Archives of Microbiology

, Volume 191, Issue 12, pp 919–925 | Cite as

Proteolytic processing of Escherichia coli twin-arginine signal peptides by LepB

  • Iris Lüke
  • Jennifer I. Handford
  • Tracy Palmer
  • Frank SargentEmail author
Short Communication


The twin-arginine translocation (Tat) apparatus is a protein targeting system found in the cytoplasmic membranes of many prokaryotes. Substrate proteins of the Tat pathway are synthesised with signal peptides bearing SRRxFLK ‘twin-arginine’ amino acid motifs. All Tat signal peptides have a common tripartite structure comprising a polar N-terminal region, followed by a hydrophobic region of variable length and a polar C-terminal region. In Escherichia coli, Tat signal peptides are proteolytically cleaved after translocation. The signal peptide C-terminal regions contain conserved AxA motifs, which are possible recognition sequences for leader peptidase I (LepB). In this work, the role of LepB in Tat signal peptide processing was addressed directly. Deliberate repression of lepB expression prevented processing of all Tat substrates tested, including SufI, AmiC, and a TorA-23K reporter protein. In addition, electron microscopy revealed gross defects in cell architecture and membrane integrity following depletion of cellular LepB protein levels.

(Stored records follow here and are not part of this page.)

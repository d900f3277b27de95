use std::collections::HashMap;

use chrono::{DateTime, Utc};

use mythic_core::net::messages::{ActionStatus, EnergyUpdateMsg, LifeUpdateMsg, ServerMessage};
use mythic_core::player::Position;
use mythic_core::reveal::{RevealPlan, sanitize_indices};
use mythic_core::time::{DEATH_COOLDOWN, death_cooldown_remaining};
use mythic_core::zone::Zone;

use super::{Ctx, HandlerResult, whole};
use crate::equipment::resolve_loadout;
use crate::store::{Field, Guard, Op, PlayerUpdate};

/// Earliest instant at which a recorded death still blocks vitals updates.
fn cooldown_start(now: DateTime<Utc>) -> DateTime<Utc> {
    now - chrono::Duration::milliseconds(DEATH_COOLDOWN.as_millis() as i64)
}

pub(super) async fn life_update(ctx: &Ctx<'_>, msg: LifeUpdateMsg) -> HandlerResult {
    let now = Utc::now();
    let Some(record) = ctx.store().find_player(ctx.player()).await? else {
        tracing::debug!(player_id = %ctx.player(), "life_update for missing player");
        return Ok(());
    };
    if let Some(wait) = death_cooldown_remaining(record.last_death(), now) {
        tracing::debug!(player_id = %ctx.player(), wait_ms = wait.as_millis() as u64, "Died recently, skipping life update");
        ctx.reply(ServerMessage::LifeUpdate(ActionStatus::death_too_recent(
            wait.as_millis() as u64,
        )));
        return Ok(());
    }

    let update = PlayerUpdate::new()
        .guard(Guard::NoDeathSince(cooldown_start(now)))
        .inc(Field::Life, -whole(msg.life));
    let status = match ctx.update(update).await? {
        Some(_) => ActionStatus::SUCCESS,
        // A death landed between the read and the write.
        None => ActionStatus::death_too_recent(DEATH_COOLDOWN.as_millis() as u64),
    };
    ctx.reply(ServerMessage::LifeUpdate(status));
    Ok(())
}

pub(super) async fn energy_update(ctx: &Ctx<'_>, msg: EnergyUpdateMsg) -> HandlerResult {
    if msg.energy > 0.0 {
        apply_energy_update(ctx, &msg).await?;
    }
    ctx.reply(ServerMessage::EnergyUpdate(ActionStatus::SUCCESS));
    Ok(())
}

/// Vitals, position and revealed tiles in one batch. Ore credits ride on the
/// vitals statement; each touched zone map gets its own clear statement, and
/// all statements run concurrently.
async fn apply_energy_update(ctx: &Ctx<'_>, msg: &EnergyUpdateMsg) -> HandlerResult {
    let mut update = PlayerUpdate::new()
        .set(Field::Energy, whole(msg.energy))
        .set(Field::Life, whole(msg.life));
    if let (Some(x), Some(y)) = (msg.x, msg.y) {
        update = update.op(Op::SetPosition(Position { x, y }));
    }

    let revealed = msg.revealed();
    if revealed.is_empty() {
        ctx.update(update).await?;
        return Ok(());
    }

    let zones: Vec<Zone> = revealed.iter().map(|(zone, _)| *zone).collect();
    let maps: HashMap<Zone, Vec<i64>> = ctx
        .store()
        .find_zone_maps(ctx.player(), &zones)
        .await?
        .into_iter()
        .collect();

    let mut totals = RevealPlan::default();
    let mut clears = Vec::new();
    for (zone, raw) in revealed {
        let tiles = maps.get(&zone).map(Vec::as_slice).unwrap_or_default();
        let plan = RevealPlan::compute(tiles, &sanitize_indices(raw));
        totals.merge_ores(&plan);
        if !plan.is_empty() {
            clears.push((zone, plan.cleared));
        }
    }
    for (ore, count) in totals.ores.iter().filter(|&(_, n)| n > 0) {
        update = update.inc(Field::Ore(ore), count);
    }

    let store = ctx.store();
    let player = ctx.player();
    let clear_all = futures::future::try_join_all(
        clears
            .iter()
            .map(|(zone, cleared)| store.clear_tiles(player, *zone, cleared)),
    );
    futures::try_join!(ctx.update(update), clear_all)?;
    tracing::debug!(
        player_id = %player,
        zones = clears.len(),
        "Applied tile reveal batch"
    );
    Ok(())
}

pub(super) async fn death_update(ctx: &Ctx<'_>) -> HandlerResult {
    let now = Utc::now();
    let Some(record) = ctx.store().find_player(ctx.player()).await? else {
        tracing::debug!(player_id = %ctx.player(), "death_update for missing player");
        return Ok(());
    };
    if death_cooldown_remaining(record.last_death(), now).is_some() {
        tracing::debug!(player_id = %ctx.player(), "Died recently, skipping death update");
        return Ok(());
    }

    let loadout = resolve_loadout(
        ctx.state.equipment.as_ref(),
        ctx.store(),
        ctx.player(),
        ctx.state.config.equipment.token_id_offset,
    )
    .await;

    let respawn = PlayerUpdate::new()
        .guard(Guard::NoDeathSince(cooldown_start(now)))
        .set(Field::Life, loadout.max_life)
        .set(Field::Energy, loadout.max_energy)
        .set(Field::MinerPoints, 0)
        .op(Op::ResetOres)
        .op(Op::ResetItems)
        .op(Op::PushDeath(now))
        .op(Op::SetMapCreatedAt(None));
    if ctx.update(respawn).await?.is_none() {
        tracing::debug!(player_id = %ctx.player(), "Concurrent death already recorded");
        return Ok(());
    }

    tracing::info!(player_id = %ctx.player(), "Player died, progress reset");
    ctx.reply(ServerMessage::DeathUpdate(ActionStatus::SUCCESS));
    Ok(())
}
use mythic_core::net::messages::ServerMessage;
use mythic_core::net::protocol::{ProtocolError, decode_client_message, decode_envelope};

use crate::handlers::{self, Ctx};
use crate::registry::{ConnectionId, SessionHandle};
use crate::state::AppState;

fn send(handle: &SessionHandle, conn: ConnectionId, msg: &ServerMessage) {
    if let Err(e) = handle.send(msg) {
        tracing::warn!(conn = %conn, error = %e, "Failed to queue error reply");
    }
}

/// Decode one inbound text frame and run its handler to completion.
///
/// Protocol errors are answered with an `error` message. Handler failures
/// are logged and never close the connection.
pub async fn dispatch(state: &AppState, conn: ConnectionId, handle: &SessionHandle, text: &str) {
    let envelope = match decode_envelope(text) {
        Ok(envelope) => envelope,
        Err(e) => {
            tracing::debug!(conn = %conn, error = %e, "Unparseable frame");
            send(handle, conn, &ServerMessage::error("Invalid message format"));
            return;
        },
    };

    let Some(session) = state.registry.lookup(conn) else {
        tracing::debug!(conn = %conn, msg_type = %envelope.msg_type, "Frame on unbound connection dropped");
        return;
    };

    let msg_type = envelope.msg_type.clone();
    let msg = match decode_client_message(envelope) {
        Ok(msg) => msg,
        Err(ProtocolError::UnknownMessageType(t)) => {
            tracing::warn!(player_id = %session.player_id, msg_type = %t, "Unknown message type");
            send(handle, conn, &ServerMessage::error(format!("Unknown message type: {t}")));
            return;
        },
        Err(e) => {
            tracing::warn!(player_id = %session.player_id, msg_type = %msg_type, error = %e, "Invalid payload");
            send(handle, conn, &ServerMessage::error(format!("Invalid payload for {msg_type}")));
            return;
        },
    };

    let kind = msg.message_type();
    let ctx = Ctx {
        state,
        session: &session,
    };
    if let Err(e) = handlers::handle(&ctx, msg).await {
        tracing::warn!(
            player_id = %session.player_id,
            conn = %conn,
            msg_type = kind.as_str(),
            error = %e,
            "Handler failed"
        );
    }
}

Escherichia coli Tat protein transport pathway Signal peptidase I LepB protein 



We thank K. Hatzixanthis, K. Moore and M. G. Hicks (Norwich) for preliminary work on this project, and J.-W. de Gier (Stockholm) for providing an anti-LepB serum. This research was funded by the BBSRC through award BB/C006844/2 (to F.S.) and a postgraduate studentship (to J.I.H.). T.P. is an MRC senior non-clinical research fellow.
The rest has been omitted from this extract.